MAES, Nicolaes
(b. 1634, Dordrecht, d. 1693, Amsterdam)

Christ Blessing the Children

1652-53
Oil on canvas, 206 x 154 cm
National Gallery, London

Born in Dordrecht, Maes went to Amsterdam in about 1650 to study with Rembrandt. He was back in his native city by 1653 and stayed until 1673, when he returned to settle in Amsterdam. By 1654 he had abandoned Rembrandt's way of painting in favour of small domestic interiors depicting the life of women and children. They differ from similar subjects painted by de Hooch in their extensive use of glossy black and warm reds, and the strong contrasts between light and dark, but some share de Hooch's interest in views into another room or space - although we don't know of any direct connection between the two painters. From 1660 Maes confined himself to portraiture, in time adopting the elegant French style favoured in Holland in the latter part of the century.

The attribution of this huge picture has been the subject of much debate, but it is now generally accepted as an early work by Maes painted either during his time in Rembrandt's studio or just after. One of his two surviving preparatory compositional sketches is loosely based on Rembrandt's famous Hundred Guilder Print. Both works illustrate a passage from the Gospel of Saint Matthew: 'Then were there brought unto him little children, that he should put his hands on them, and pray: and the disciples rebuked them. But Jesus said, Suffer little children, and forbid them not, to come unto me: for of such is the kingdom of heaven' (19:13-14).

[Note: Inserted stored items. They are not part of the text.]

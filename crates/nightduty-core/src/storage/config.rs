//! TOML-based application configuration.
//!
//! Holds the duty-time policy under a `[policy]` table. Configuration is
//! stored at `~/.config/nightduty/config.toml` and is the only place the
//! policy parameters are edited.

use std::path::{Path, PathBuf};

use serde::{Deserialize, Serialize};

use super::data_dir;
use crate::error::{ConfigError, CoreError, Result};
use crate::policy::PolicyParams;

/// Application configuration.
#[derive(Debug, Clone, Default, PartialEq, Eq, Serialize, Deserialize)]
pub struct Config {
    #[serde(default)]
    pub policy: PolicyParams,
}

impl Config {
    fn get_json_value_by_path<'a>(
        root: &'a serde_json::Value,
        key: &str,
    ) -> Option<&'a serde_json::Value> {
        if key.is_empty() {
            return None;
        }

        let mut current = root;
        for part in key.split('.') {
            current = current.get(part)?;
        }
        Some(current)
    }

    fn set_json_value_by_path(
        root: &mut serde_json::Value,
        key: &str,
        value: &str,
    ) -> Result<(), ConfigError> {
        let unknown = || ConfigError::UnknownKey(key.to_string());
        let invalid = |message: String| ConfigError::InvalidValue {
            key: key.to_string(),
            message,
        };

        let mut parts = key.split('.').peekable();
        if key.is_empty() {
            return Err(unknown());
        }

        let mut current = root;
        while let Some(part) = parts.next() {
            if parts.peek().is_none() {
                let obj = current.as_object_mut().ok_or_else(unknown)?;
                let existing = obj.get(part).ok_or_else(unknown)?;

                let new_value = match existing {
                    serde_json::Value::Bool(_) => serde_json::Value::Bool(
                        value.parse::<bool>().map_err(|e| invalid(e.to_string()))?,
                    ),
                    serde_json::Value::Number(_) => value
                        .parse::<i64>()
                        .map(|n| serde_json::Value::Number(n.into()))
                        .map_err(|_| invalid(format!("cannot parse '{value}' as integer")))?,
                    serde_json::Value::Object(_) | serde_json::Value::Array(_) => {
                        serde_json::from_str(value).map_err(|e| invalid(e.to_string()))?
                    }
                    _ => serde_json::Value::String(value.into()),
                };

                obj.insert(part.to_string(), new_value);
                return Ok(());
            }

            current = current.get_mut(part).ok_or_else(unknown)?;
        }

        Err(unknown())
    }

    fn path() -> Result<PathBuf> {
        Ok(data_dir()?.join("config.toml"))
    }

    /// Load from disk or create the default file.
    ///
    /// # Errors
    ///
    /// Returns an error if the config file exists but cannot be parsed,
    /// or if the default config cannot be written to disk.
    pub fn load() -> Result<Self> {
        Self::load_from(&Self::path()?)
    }

    /// Load from an explicit path, writing defaults there when missing.
    pub fn load_from(path: &Path) -> Result<Self> {
        match std::fs::read_to_string(path) {
            Ok(content) => toml::from_str(&content).map_err(|e| {
                CoreError::from(ConfigError::LoadFailed {
                    path: path.to_path_buf(),
                    message: e.to_string(),
                })
            }),
            Err(e) if e.kind() == std::io::ErrorKind::NotFound => {
                let cfg = Self::default();
                cfg.save_to(path)?;
                Ok(cfg)
            }
            Err(e) => Err(e.into()),
        }
    }

    /// Persist to disk.
    ///
    /// # Errors
    ///
    /// Returns an error if the config cannot be serialized or written to disk.
    pub fn save(&self) -> Result<()> {
        self.save_to(&Self::path()?)
    }

    pub fn save_to(&self, path: &Path) -> Result<()> {
        let save_failed = |message: String| ConfigError::SaveFailed {
            path: path.to_path_buf(),
            message,
        };
        let content = toml::to_string_pretty(self).map_err(|e| save_failed(e.to_string()))?;
        std::fs::write(path, content).map_err(|e| save_failed(e.to_string()))?;
        Ok(())
    }

    /// Get a config value as string by dot-separated key.
    pub fn get(&self, key: &str) -> Option<String> {
        let json = serde_json::to_value(self).ok()?;
        let val = Self::get_json_value_by_path(&json, key)?;
        match val {
            serde_json::Value::String(s) => Some(s.clone()),
            other => Some(other.to_string()),
        }
    }

    /// Set a value by dot-separated key, in memory only.
    ///
    /// # Errors
    ///
    /// Returns an error if the key is unknown or the value has the wrong type.
    pub fn set(&mut self, key: &str, value: &str) -> Result<()> {
        let mut json = serde_json::to_value(&*self)?;
        Self::set_json_value_by_path(&mut json, key, value)?;
        *self = serde_json::from_value(json).map_err(|e| ConfigError::InvalidValue {
            key: key.to_string(),
            message: e.to_string(),
        })?;
        Ok(())
    }

    /// Every settable leaf key in dot-path form, e.g. `policy.hv_max_minutes`.
    pub fn keys(&self) -> Vec<String> {
        fn walk(prefix: &str, value: &serde_json::Value, out: &mut Vec<String>) {
            match value {
                serde_json::Value::Object(map) => {
                    for (name, child) in map {
                        let path = if prefix.is_empty() {
                            name.clone()
                        } else {
                            format!("{prefix}.{name}")
                        };
                        walk(&path, child, out);
                    }
                }
                _ => out.push(prefix.to_string()),
            }
        }

        let mut out = Vec::new();
        if let Ok(json) = serde_json::to_value(self) {
            walk("", &json, &mut out);
        }
        out
    }

    /// Load from disk, returning default on error.
    /// This is a convenience method that never fails.
    pub fn load_or_default() -> Self {
        Self::load().unwrap_or_else(|e| {
            tracing::warn!(error = %e, "config unavailable, using defaults");
            Self::default()
        })
    }
}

In Maes's picture dark browns and blacks are enlivened with touches of cream and red - most striking in the cheeks of the little girl on whom Jesus has 'put his hands' and who turns around shyly and uncomprehendingly, finger in mouth. Her school slate hangs at her side - for these are seventeenth-century Dutch mothers and children who crowd around Jesus, although he, like Saint Peter standing rebuked behind the tree and the man lifting up the child (a disciple removing an infant, or a father jumping the queue?), is wearing 'timeless' dress. The young man awkwardly squeezed in at the left is likely to be a self portrait, a reminder that this picture is dated to Maes's late 'teens. He has followed all the precepts for monumental narrative painting - the full-length figures on the scale of life, a significant and elevated biblical story, the poses and emotions of all the figures carefully delineated, the lights and darks disposed so as to highlight Jesus and the children - yet something genre-like and sentimental keeps breaking through. Whether because most patrons with space on their walls for a canvas of this size wanted something loftier than the homely figures depicted here, or whether Maes himself realised that 'history painting' was not what he wished to do, he was never again to attempt a picture on this ambitious scale.